Joseph Viateur "Léo" Dandurand (July 9, 1889 – June 26, 1964), was a sportsman and businessman. He was the owner and coach of the Montreal Canadiens ice hockey team in the National Hockey League (NHL). He also was an owner of race tracks and of the Montreal Alouettes football team in the league that evolved into the Canadian Football League.

Personal life
Dandurand was born in Bourbonnais, Illinois with most of his family either migrating or born there:

 Great grandfather Christome Marcel Dandurand (1784–1865) was born in Baie-Saint-Paul, Quebec and died in Bourbonnais in 1865.
 Grandfather Luc Dandurand was born in La Prairie, Quebec in 1827, and died in 1903 in Kankakee, Illinois.
 Father Francois Xavier Dandurand (1859–1896) lived in Illinois his entire life.

He moved to Canada when he was 16 years old and attended St.
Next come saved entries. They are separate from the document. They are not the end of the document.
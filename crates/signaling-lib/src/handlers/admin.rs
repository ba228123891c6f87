// ============================
// signaling-lib/src/handlers/admin.rs
// ============================
//! Read-only admin endpoints. Neither mutates any state.

use crate::registry::RegistryStats;
use crate::AppState;
use axum::{extract::State, Json};
use chrono::Utc;
use serde_json::{json, Value};
use std::sync::Arc;

/// `GET /health`
pub async fn health() -> Json<Value> {
    Json(json!({
        "status": "ok",
        "timestamp": Utc::now().timestamp_millis(),
    }))
}

/// `GET /stats`
pub async fn stats(State(state): State<Arc<AppState>>) -> Json<RegistryStats> {
    Json(state.registry.stats())
}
Mary's College where he was an athlete in baseball, hockey and lacrosse. After graduating, he became involved in real estate and later in wholesale tobacco in the Montreal area. His first sports investment was the Kempton Park racetrack in Laprairie. After his retirement from professional sports, he owned a successful restaurant in downtown Montreal. He died of a heart attack on June 26, 1964 at the age of 74. He was entombed at the Notre Dame des Neiges Cemetery in Montreal.

Ice hockey and the Montreal Canadiens
He was a referee in the National Hockey Association and was involved with the St. Jacques minor hockey team in the Montreal area. He was a representative at the founding of the Canadian Amateur Hockey Association in 1914. He is considered the inventor of the rule in ice hockey limiting the number of concurrent penalties to two.
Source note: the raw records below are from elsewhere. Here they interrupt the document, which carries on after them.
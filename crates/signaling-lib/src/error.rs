// ============================
// signaling-lib/src/error.rs
// ============================
//! The wire error taxonomy carried in `room-error` payloads.
//!
//! Only `join-room` failures surface to the client; registry and validation
//! errors map onto these codes at the router boundary.

use serde::{Deserialize, Serialize};

/// Error codes carried in `room-error.code` on a failed `join-room`
#[derive(Debug, Clone, Copy, PartialEq, Eq, Serialize, Deserialize)]
#[serde(rename_all = "SCREAMING_SNAKE_CASE")]
pub enum RoomErrorCode {
    RoomNotFound,
    RoomFull,
    RoomAlreadyExists,
    InvalidRoomCode,
    AlreadyInRoom,
    NameRequired,
    PeerIdRequired,
    PeerIdTaken,
    ServerError,
}

impl RoomErrorCode {
    /// Human-readable default message for the code
    pub fn message(self) -> &'static str {
        match self {
            RoomErrorCode::RoomNotFound => "Room not found",
            RoomErrorCode::RoomFull => "Room is full",
            RoomErrorCode::RoomAlreadyExists => "Room already exists",
            RoomErrorCode::InvalidRoomCode => "Invalid room code",
            RoomErrorCode::AlreadyInRoom => "Already in a room",
            RoomErrorCode::NameRequired => "Display name is required",
            RoomErrorCode::PeerIdRequired => "Peer id is required",
            RoomErrorCode::PeerIdTaken => "Peer id is already in use in this room",
            RoomErrorCode::ServerError => "Internal server error",
        }
    }
}

#[cfg(test)]
mod tests {
    use super::*;

    #[test]
    fn test_wire_format_is_screaming_snake_case() {
        let json = serde_json::to_string(&RoomErrorCode::RoomNotFound).unwrap();
        assert_eq!(json, "\"ROOM_NOT_FOUND\"");

        let json = serde_json::to_string(&RoomErrorCode::PeerIdTaken).unwrap();
        assert_eq!(json, "\"PEER_ID_TAKEN\"");

        let code: RoomErrorCode = serde_json::from_str("\"ROOM_FULL\"").unwrap();
        assert_eq!(code, RoomErrorCode::RoomFull);
    }

    #[test]
    fn test_every_code_has_a_message() {
        for code in [
            RoomErrorCode::RoomNotFound,
            RoomErrorCode::RoomFull,
            RoomErrorCode::RoomAlreadyExists,
            RoomErrorCode::InvalidRoomCode,
            RoomErrorCode::AlreadyInRoom,
            RoomErrorCode::NameRequired,
            RoomErrorCode::PeerIdRequired,
            RoomErrorCode::PeerIdTaken,
            RoomErrorCode::ServerError,
        ] {
            assert!(!code.message().is_empty());
        }
    }
}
On November 2, 1921, Dandurand and his partners, Joseph Cattarinich and Hilarion Louis Létourneau, purchased the Montreal Canadiens hockey club from the widow of George Kennedy for $11,000. Under their ownership, the Canadiens won the Stanley Cup in 1924, 1930, and 1931. Dandurand coached the team until 1926 and was the coach for the 1934–35 season. Dandurand was also the team's general manager from 1921 until 1935. Létourneau sold his stake in the club in 1930, and Dandurand and Cattarinich continued as owners until selling the team in 1935 for $165,000.

Leo Dandurand was inducted into the Hockey Hall of Fame in 1963 as a builder.

Other sports interests
Along with hockey, Dandurand and his partners were heavily involved with horse racing. In 1932, they bought Blue Bonnets Raceway in Montreal. They owned 17 tracks in Quebec, Ontario, New York, Ohio, Delaware, Illinois, Utah, and Louisiana at the time of Cattarinich's death in 1938. In 1931, he introduced the daily double exotic bet at the Connaught Park Racetrack to encourage bettors to attend the early races.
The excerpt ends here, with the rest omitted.